자동변수생성(rAutoFE) R패키지 개발

2018/06/13

데이터 분석에서 파생변수를 생성하는 과정은 매우 중요하고 노력과 시간이 많이 필요한 작업입니다.


We spent most of our efforts in feature engineering.

– Xavier Cohort, after winning one of many Kaggle competitions

… some machine learning projects succeed and some fail. What makes the difference? Easily the most important factor is the features used.

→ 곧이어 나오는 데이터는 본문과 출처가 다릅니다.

pub mod cli;
pub mod config;
pub mod datasources;
pub mod db;
pub mod error;
pub mod logic;
pub mod models;
pub mod report;

pub use error::{CropwiseError, Result};
pub use logic::CropAdvisor;
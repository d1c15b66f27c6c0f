pub mod crop;
pub mod history;
pub mod insights;
pub mod recommendation;
pub mod weather;

pub use crop::*;
pub use history::*;
pub use insights::*;
pub use recommendation::*;
pub use weather::*;
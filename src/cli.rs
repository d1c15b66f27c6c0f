use clap::{Parser, Subcommand};
use std::path::PathBuf;

#[derive(Parser)]
#[command(
    name = "cropwise",
    version,
    about = "Weather-driven crop advisories"
)]
pub struct Cli {
    #[command(subcommand)]
    pub command: Commands,

    /// Path to config.yaml
    #[arg(short, long, global = true)]
    pub config: Option<PathBuf>,

    /// Override SQLite data directory
    #[arg(short, long, global = true)]
    pub data_dir: Option<PathBuf>,

    /// Increase log verbosity (-v for debug, -vv for trace)
    #[arg(short, long, global = true, action = clap::ArgAction::Count)]
    pub verbose: u8,
}

#[derive(Subcommand)]
pub enum Commands {
    /// Generate an advisory from current weather or an input file
    Advise {
        /// Crop type (defaults to the configured farm crop)
        #[arg(long)]
        crop: Option<String>,

        /// JSON or YAML file with `current` and `forecast`; skips the provider
        #[arg(short, long)]
        input: Option<PathBuf>,

        /// Print insights as JSON
        #[arg(long)]
        json: bool,
    },
    /// Show the crop profile table
    Crops,
    /// Show recorded daily history
    History {
        /// Number of days to show
        #[arg(long, default_value_t = 30)]
        days: u32,
    },
    /// Validate config and test the weather provider
    Check,
    /// Re-run interactive setup
    Init,
}
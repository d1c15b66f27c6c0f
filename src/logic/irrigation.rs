use super::calculations::{day_name, mean_precipitation};
use crate::models::{CropProfile, ForecastDay, IrrigationRecommendation, Urgency, WeatherSnapshot};

/// Heat above this adds a penalty when choosing the irrigation day
const HOT_DAY_C: f64 = 30.0;
const HOT_DAY_PENALTY: f64 = 10.0;

/// Irrigation plan from the rainfall deficit over the forecast horizon.
///
/// The weekly need is always `rainfall_optimal.1 * 7`, independent of how
/// many forecast days are present.
pub fn plan(
    current: &WeatherSnapshot,
    forecast: &[ForecastDay],
    profile: &CropProfile,
) -> IrrigationRecommendation {
    let total_precip =
        current.precipitation + mean_precipitation(forecast) * forecast.len() as f64;
    let weekly_need = profile.rainfall_optimal.1 * 7.0;
    let deficit = weekly_need - total_precip;

    tracing::debug!(total_precip, weekly_need, deficit, "Irrigation deficit");

    if deficit <= 0.0 || deficit.is_nan() {
        return IrrigationRecommendation {
            needed: false,
            urgency: Urgency::Low,
            amount: 0,
            timing: "Not needed".to_string(),
            message: "Natural rainfall is sufficient".to_string(),
        };
    }

    let amount = deficit.round() as u32;
    let timing = best_irrigation_time(forecast);

    let (urgency, message) = if deficit > 20.0 {
        let urgency = if deficit > 50.0 {
            Urgency::High
        } else {
            Urgency::Medium
        };
        (
            urgency,
            format!(
                "Irrigation recommended: {}mm needed. Best time: {}",
                amount, timing
            ),
        )
    } else {
        (
            Urgency::Low,
            format!(
                "Light irrigation may be beneficial: {}mm. Best time: {}",
                amount, timing
            ),
        )
    };

    IrrigationRecommendation {
        needed: true,
        urgency,
        amount,
        timing,
        message,
    }
}

/// Calmest, coolest forecast day; earliest wins ties.
pub fn best_irrigation_time(forecast: &[ForecastDay]) -> String {
    let score = |day: &ForecastDay| {
        day.wind_speed
            + if day.max_temp > HOT_DAY_C {
                HOT_DAY_PENALTY
            } else {
                0.0
            }
    };

    let best = forecast
        .iter()
        .enumerate()
        .fold(None::<(usize, f64)>, |best, (i, day)| {
            let s = score(day);
            match best {
                Some((_, best_score)) if s >= best_score => best,
                _ => Some((i, s)),
            }
        });

    match best {
        Some((index, _)) => format!("{} (6-8 AM)", day_name(index)),
        None => "Early morning (6-8 AM)".to_string(),
    }
}
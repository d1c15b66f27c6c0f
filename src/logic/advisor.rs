use super::rules::{RuleContext, RulesEngine};
use super::{activity, conditions, crop_loss, irrigation, pest_disease};
use crate::models::{CropProfileTable, CropType, ForecastDay, Insights, WeatherSnapshot};

/// Combines the analyzers into a single advisory for one crop.
pub struct CropAdvisor {
    table: CropProfileTable,
    rules: RulesEngine,
}

impl CropAdvisor {
    pub fn new(table: CropProfileTable) -> Self {
        Self {
            table,
            rules: RulesEngine::new(),
        }
    }

    pub fn rules(&self) -> &RulesEngine {
        &self.rules
    }

    /// Advisory for a crop named by string.
    ///
    /// Returns `None` for an unknown crop or when no current weather is
    /// available.
    pub fn insights(
        &self,
        crop: &str,
        current: Option<&WeatherSnapshot>,
        forecast: &[ForecastDay],
    ) -> Option<Insights> {
        let Some(crop_type) = CropType::from_str(crop) else {
            tracing::debug!(crop, "Unknown crop type");
            return None;
        };
        let current = current?;
        self.insights_for(crop_type, current, forecast)
    }

    pub fn insights_for(
        &self,
        crop: CropType,
        current: &WeatherSnapshot,
        forecast: &[ForecastDay],
    ) -> Option<Insights> {
        let profile = self.table.get(crop)?;

        let current_conditions = conditions::analyze(current, profile);
        let irrigation_recommendation = irrigation::plan(current, forecast, profile);
        let pest_disease_risk = pest_disease::assess(current, forecast, profile);
        let activity_planner = activity::plan(forecast, profile);
        let crop_loss_risk = crop_loss::score(current, forecast, profile, &pest_disease_risk);

        let recommendations = self.rules.evaluate(&RuleContext {
            current,
            forecast,
            profile,
            irrigation: &irrigation_recommendation,
        });

        tracing::debug!(
            crop = crop.as_str(),
            crop_loss_risk,
            pest_score = pest_disease_risk.risk_score,
            recommendations = recommendations.len(),
            "Generated insights"
        );

        Some(Insights {
            crop_type: crop,
            crop_name: crop.display_name().to_string(),
            current_conditions,
            irrigation_recommendation,
            pest_disease_risk,
            activity_planner,
            crop_loss_risk,
            recommendations,
        })
    }
}

impl Default for CropAdvisor {
    fn default() -> Self {
        Self::new(CropProfileTable::builtin())
    }
}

– Pedro Domingos, A Few Useful Things to Know about Machine Learning


rAutoFE 소개

rAutoFE(auto feature engineering in R)는 다양한 변수를 자동으로 생성해주는 R패키지 입니다.


rAutoFE 파생변수 목록

  1. numeric feature transformation
  2. numeric feature binning
  3. categorical feature encoding (frequency-based)
  4. categorical feature encoding (target-based)
  5. weight of evidence features
  6. interaction features
  7. reduce the number of levels for catogorical features


rAutoFE 패키지 설치 방법

library(devtools)
install_github("2econsulting/rAutoFE")
library(rAutoFE)


rAutoFE 패키지 사용 방법

library(data.table)
library(rAutoFE)
library(rAutoFS)
library(h2o)
savePath <- "c:/tmp"
dir.create(savePath)
data(churn)
churn <- as.data.table(churn)
churn[, Area.Code:=as.factor(Area.Code)]
splits <- splitFrame(dt=churn, ratio = c(0.5, 0.2), seed=1234)
train <- splits[[1]]
valid <- splits[[2]]
test  <- splits[[3]]
y = "Churn."
x = colnames(train)[colnames(train)!=y]
h2o.init()
dataset <- autoFE(train=train, valid=valid, test=test, x=x, y=y, savePath=savePath, verbose=TRUE)


-->